PKCE & CSRF Protection
PKCE (RFC 7636) is mandatory for all public clients (SPAs, mobile apps) and recommended for confidential clients. The code_challenge (SHA-256 of code_verifier) is stored with the authorization code. On token exchange, the server verifies SHA-256(submitted code_verifier) == stored code_challenge, ensuring the token exchange request originates from the same client that initiated the authorization flow. State parameter validation (opaque random value stored in client session, verified on redirect) prevents CSRF attacks on the authorization endpoint.
Database Design
PostgreSQL schema: clients (client_id, client_secret_hash, redirect_uris TEXT[], allowed_scopes TEXT[], token_endpoint_auth_method, require_pkce, created_at), authorization_codes (code_hash VARCHAR(64), client_id, user_id, scope, code_challenge, expires_at, used_at), refresh_tokens (token_hash VARCHAR(64), client_id, user_id, scope, family_id UUID, issued_at, expires_at, revoked_at), token_revocations (jti VARCHAR, revoked_at, reason). Redis stores: authorization codes (short TTL, 60s), revocation list (jti → timestamp, TTL = token expiry), and rate limiting counters.
API Design
GET /authorize — Initiates Authorization Code flow; validates client_id, redirect_uri, scope, state, and PKCE parameters.
POST /token — Issues tokens for Authorization Code, Client Credentials, and Refresh Token grant types.
POST /introspect — RFC 7662 token introspection; returns active/inactive status and token claims for resource servers.
POST /revoke — RFC 7009 token revocation; accepts access or refresh tokens and immediately invalidates them.
Scaling & Bottlenecks
JWT signing via KMS adds 5ms per token issuance due to network round-trip to the KMS service. A local key cache (HSM or in-process key rotation) reduces this to <0.1ms by keeping the current signing key in memory, refreshed every rotation period (90 days).

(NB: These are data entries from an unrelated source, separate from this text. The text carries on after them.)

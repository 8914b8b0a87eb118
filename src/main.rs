// =============================================================================
// THEOCAT — Point d'entrée : les démonstrations en console
// =============================================================================
//
//   theocat show <topic>                 → une démonstration
//   theocat all                          → toutes les démonstrations
//   theocat topics                       → la liste des démonstrations
//   theocat experiment <name> --keys ..  → rejoue des touches, affiche l'image
//
// Toute erreur remonte jusqu'à main, qui l'affiche et sort avec le code 1.
//
// =============================================================================

use std::path::PathBuf;
use std::process::ExitCode;

use anyhow::{Context, Result};
use clap::{Parser, Subcommand};
use tracing_subscriber::{fmt, prelude::*, EnvFilter};

use theocat::config::TheocatConfig;
use theocat::content::catalog::Topic;
use theocat::experiment::{self, Key};
use theocat::render::{self, Format};

#[derive(Parser)]
#[command(name = "theocat")]
#[command(about = "Categorical theology demonstrations: pushforward, pullback and topological defects")]
struct Cli {
    /// Config file (defaults to $THEOCAT_CONFIG or the user config dir)
    #[arg(long, global = true)]
    config: Option<PathBuf>,

    /// Output format: plain or markdown
    #[arg(long, global = true, default_value = "plain")]
    format: Format,

    #[command(subcommand)]
    command: Commands,
}

#[derive(Subcommand)]
enum Commands {
    /// Print one demonstration
    Show {
        /// michael, history, categorical, defects or divine-name
        topic: String,
    },
    /// Print every demonstration
    All,
    /// List the available demonstrations
    Topics,
    /// Replay keys against an interactive view and print the final frame
    Experiment {
        /// divine-name, push-pull, warrior or defects
        name: String,
        /// Comma-separated keys: space, left, right, escape, 1-9
        #[arg(long, default_value = "")]
        keys: String,
        /// Animation time in seconds
        #[arg(long, default_value_t = 0.0)]
        time: f64,
    },
}

fn init_tracing() {
    let env_filter = EnvFilter::try_from_default_env()
        .or_else(|_| EnvFilter::try_new("warn"))
        .unwrap_or_else(|_| EnvFilter::new("warn"));

    // stderr : stdout reste réservé aux démonstrations
    tracing_subscriber::registry()
        .with(fmt::layer().with_writer(std::io::stderr))
        .with(env_filter)
        .init();
}

fn run(cli: Cli) -> Result<()> {
    let config = TheocatConfig::load_or_default(cli.config.as_deref())
        .context("loading configuration")?;
    let renderer = render::renderer(cli.format, &config.render);

    match cli.command {
        Commands::Show { topic } => {
            let topic: Topic = topic.parse()?;
            print!("{}", render::render_topic(topic, renderer.as_ref()));
        }
        Commands::All => {
            for topic in Topic::ALL {
                print!("{}", render::render_topic(topic, renderer.as_ref()));
                println!();
            }
        }
        Commands::Topics => {
            for topic in Topic::ALL {
                println!("{:<12} {}", topic.slug(), topic.title());
            }
        }
        Commands::Experiment { name, keys, time } => {
            let mut exp = experiment::by_name(&name)?;
            let keys = Key::parse_list(&keys)?;
            let consumed = experiment::replay(exp.as_mut(), &keys);
            if consumed < keys.len() {
                tracing::info!(ignored = keys.len() - consumed, "keys after escape ignored");
            }
            print!("{}", exp.frame(time));
        }
    }
    Ok(())
}

/// Le message affiché pour une erreur remontée jusqu'à main.
fn error_message(e: &anyhow::Error) -> String {
    format!("Error: {e:#}")
}

/// Le seul point de capture : affiche l'erreur et choisit le code de sortie.
fn report(result: Result<()>) -> ExitCode {
    match result {
        Ok(()) => ExitCode::SUCCESS,
        Err(e) => {
            tracing::debug!(error = ?e, "run failed");
            eprintln!("{}", error_message(&e));
            ExitCode::FAILURE
        }
    }
}

fn main() -> ExitCode {
    init_tracing();
    let cli = Cli::parse();
    report(run(cli))
}

// =============================================================================
// TESTS
// =============================================================================
#[cfg(test)]
mod tests {
    use super::*;
    use std::io::Write;
    use std::path::Path;

    fn cli(config: &Path, args: &[&str]) -> Cli {
        let config = config.to_str().unwrap();
        let mut argv = vec!["theocat", "--config", config];
        argv.extend_from_slice(args);
        Cli::try_parse_from(argv).unwrap()
    }

    fn no_config() -> (tempfile::TempDir, PathBuf) {
        let dir = tempfile::tempdir().unwrap();
        let path = dir.path().join("absent.toml");
        (dir, path)
    }

    #[test]
    fn test_run_succeeds() {
        let (_dir, config) = no_config();
        assert!(run(cli(&config, &["show", "categorical"])).is_ok());
        assert!(run(cli(&config, &["--format", "markdown", "topics"])).is_ok());
        assert!(run(cli(&config, &["experiment", "defects", "--keys", "1", "--time", "0.5"])).is_ok());
    }

    #[test]
    fn test_unknown_topic_message() {
        let (_dir, config) = no_config();
        let err = run(cli(&config, &["show", "seraphim"])).unwrap_err();
        assert!(error_message(&err).starts_with("Error: unknown topic 'seraphim'"));
    }

    #[test]
    fn test_unknown_key_and_experiment() {
        let (_dir, config) = no_config();
        let err = run(cli(&config, &["experiment", "warrior", "--keys", "space,enter"])).unwrap_err();
        assert!(error_message(&err).starts_with("Error: unknown key 'enter'"));

        let err = run(cli(&config, &["experiment", "seraphim"])).unwrap_err();
        assert!(error_message(&err).starts_with("Error: unknown experiment 'seraphim'"));
    }

    #[test]
    fn test_bad_config_is_reported_with_context() {
        let mut file = tempfile::NamedTempFile::new().unwrap();
        writeln!(file, "[render]\nwidth = \"wide\"").unwrap();

        let err = run(cli(file.path(), &["all"])).unwrap_err();
        let message = error_message(&err);
        assert!(message.starts_with("Error: loading configuration: failed to parse config at"));
    }

    #[test]
    fn test_report_exit_codes() {
        assert_eq!(report(Ok(())), ExitCode::SUCCESS);
        assert_eq!(report(Err(anyhow::anyhow!("broken covenant"))), ExitCode::FAILURE);
    }
}
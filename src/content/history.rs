// =============================================================================
// HISTORY — Michel l'Archange vs Michel-Ange : qui a nommé qui ?
// =============================================================================
//
// Idée reçue : "l'Archange Michel doit son nom aux peintures de Michel-Ange".
// Réalité : c'est l'INVERSE. L'archange apparaît dans des textes antérieurs
// de plus de 1 600 ans à la naissance de l'artiste (1475).
//
// =============================================================================

/// Textes anciens mentionnant l'Archange Michel.
#[derive(Debug, Clone, Copy, PartialEq, Eq, Hash)]
pub enum ReligiousText {
    HebrewBible,
    NewTestament,
    Quran,
    BookOfEnoch,
}

impl ReligiousText {
    pub const ALL: [ReligiousText; 4] = [
        ReligiousText::HebrewBible,
        ReligiousText::NewTestament,
        ReligiousText::Quran,
        ReligiousText::BookOfEnoch,
    ];

    pub fn description(&self) -> &'static str {
        match self {
            ReligiousText::HebrewBible => "Hebrew Bible (Book of Daniel, ~164 BCE)",
            ReligiousText::NewTestament => {
                "New Testament (Epistle of Jude, Book of Revelation, ~1st century CE)"
            }
            ReligiousText::Quran => "Quran (Surah 2:98, ~7th century CE)",
            ReligiousText::BookOfEnoch => "Book of Enoch (~3rd century BCE)",
        }
    }
}

/// Une figure historique replacée dans son époque.
#[derive(Debug, Clone, PartialEq, Eq)]
pub struct HistoricalFigure {
    pub name: String,
    pub time_period: String,
    pub description: String,
    pub significance: String,
}

impl HistoricalFigure {
    fn new(name: &str, time_period: &str, description: &str, significance: &str) -> Self {
        HistoricalFigure {
            name: name.to_string(),
            time_period: time_period.to_string(),
            description: description.to_string(),
            significance: significance.to_string(),
        }
    }
}

pub fn archangel_michael() -> HistoricalFigure {
    HistoricalFigure::new(
        "Archangel Michael",
        "Ancient texts (3rd century BCE - 1st century CE and earlier)",
        "Chief of the archangels in Jewish, Christian, and Islamic theology",
        "Warrior angel, protector of Israel, defeater of Satan, weigher of souls",
    )
}

pub fn michelangelo() -> HistoricalFigure {
    HistoricalFigure::new(
        "Michelangelo di Lodovico Buonarroti Simoni",
        "Renaissance (1475-1564 CE)",
        "Italian sculptor, painter, architect, and poet",
        "Created iconic works including the Sistine Chapel ceiling and 'David' sculpture",
    )
}

pub fn naming_relationship() -> &'static str {
    "\
HISTORICAL CLARIFICATION: Archangel Michael vs. Michelangelo
================================================================

COMMON MISCONCEPTION:
---------------------
\"Was Archangel Michael named after Michelangelo's paintings?\"

HISTORICAL REALITY:
-------------------
No. The naming relationship is actually the OPPOSITE:

1. ARCHANGEL MICHAEL (Ancient Origin):
   • First mentioned in Hebrew Bible (Book of Daniel, ~164 BCE)
   • Appears in New Testament (1st century CE)
   • Referenced in Quran (7th century CE)
   • Name means \"Who is like God?\" in Hebrew (Mi-ka-el)

2. MICHELANGELO BUONARROTI (Renaissance Artist):
   • Born: March 6, 1475 CE (over 1,600 years AFTER biblical texts)
   • Full name: Michelangelo di Lodovico Buonarroti Simoni
   • Name \"Michelangelo\" = \"Michael the Angel\" in Italian
   • Named AFTER the Archangel Michael, following Christian tradition

TIMELINE:
---------
3rd century BCE: Book of Enoch mentions Michael
2nd century BCE: Book of Daniel describes Michael as protector
1st century CE:  New Testament (Jude, Revelation) references Michael
7th century CE:  Quran mentions Archangel Michael (Mīkāl)
1475 CE:         Michelangelo Buonarroti born (named after the archangel)
1508-1512 CE:    Michelangelo paints Sistine Chapel ceiling

SISTINE CHAPEL CONNECTION:
---------------------------
• The Sistine Chapel has an ARCHED (vaulted) ceiling
• Michelangelo painted it with biblical scenes (1508-1512)
• The confusion may arise from:
  - \"Arc\" sounds like \"Arch\" (architectural feature)
  - \"Angle\" sounds like \"Angel\"
  - Both Michelangelo and Archangel Michael share the name \"Michael\"

CONCLUSION:
-----------
Archangel Michael (ancient theological figure) existed in religious
texts over 1,600 years before Michelangelo (the artist) was born.
The artist was named after the archangel, following the Christian
tradition of naming children after saints and biblical figures."
}

pub fn ancient_references() -> Vec<&'static str> {
    vec![
        "Book of Daniel 10:13 - 'Michael, one of the chief princes'",
        "Book of Daniel 12:1 - 'Michael, the great prince who protects your people'",
        "Book of Enoch 20:5 - 'Michael, one of the holy angels'",
        "Epistle of Jude 1:9 - 'Michael the archangel...disputed with the devil'",
        "Book of Revelation 12:7 - 'Michael and his angels fought against the dragon'",
        "Quran 2:98 - 'Michael (Mīkāl) is among the angels'",
        "1 Thessalonians 4:16 - 'The Lord himself shall descend...with the voice of the archangel'",
    ]
}

pub fn michelangelo_angel_works() -> Vec<&'static str> {
    vec![
        "Sistine Chapel Ceiling (1508-1512) - Various angels in biblical scenes",
        "The Last Judgment (1536-1541) - Angels with trumpets",
        "Manchester Madonna (c. 1497) - Angels in attendance",
        "Doni Tondo (c. 1507) - Angels in background",
        "Tomb of Pope Julius II - Angels as decorative elements",
    ]
}

/// Les trois lignes de conclusion de la démonstration.
pub fn summary() -> [&'static str; 3] {
    [
        "SUMMARY: Michelangelo (the artist) was named AFTER Archangel Michael,",
        "         not the other way around. The archangel predates the artist",
        "         by over 1,600 years!",
    ]
}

Key rotation uses a two-key overlap window: the old key signs until expiry + clock_skew, while the new key signs new tokens immediately; resource servers cache both JWKS entries during the transition.
Refresh token storage at 130 billion rows is challenging for PostgreSQL. Partitioning by expires_at (monthly partitions) enables fast DROP of expired partition rather than slow DELETE. An archive job moves expired tokens to S3 for audit retention before dropping the partition. Active-token Redis cache (recently used refresh token hashes, 10-million-entry LRU) serves 95% of refresh token validations without hitting PostgreSQL.
Key Trade-offs
- JWT vs. opaque tokens: JWTs enable stateless token verification at resource servers (no introspection call) but cannot be truly revoked before expiry without a distributed revocation list; opaque tokens require introspection on every request but can be revoked instantly.
- Short vs. long access token TTL: 15-minute TTLs limit the window for stolen token abuse but require more frequent refresh operations; 1-hour TTLs reduce refresh load but extend the exploitation window for stolen tokens.
- RS256 vs. HS256 signing: RS256 (asymmetric) allows any resource server to verify tokens using the public JWKS without sharing a secret; HS256 (symmetric) is faster but requires sharing the signing secret with every resource server.
- Centralized vs. federated authorization: A single auth server simplifies client management and policy enforcement; federated (per-service) auth servers provide isolation but complicate cross-service token acceptance and key management.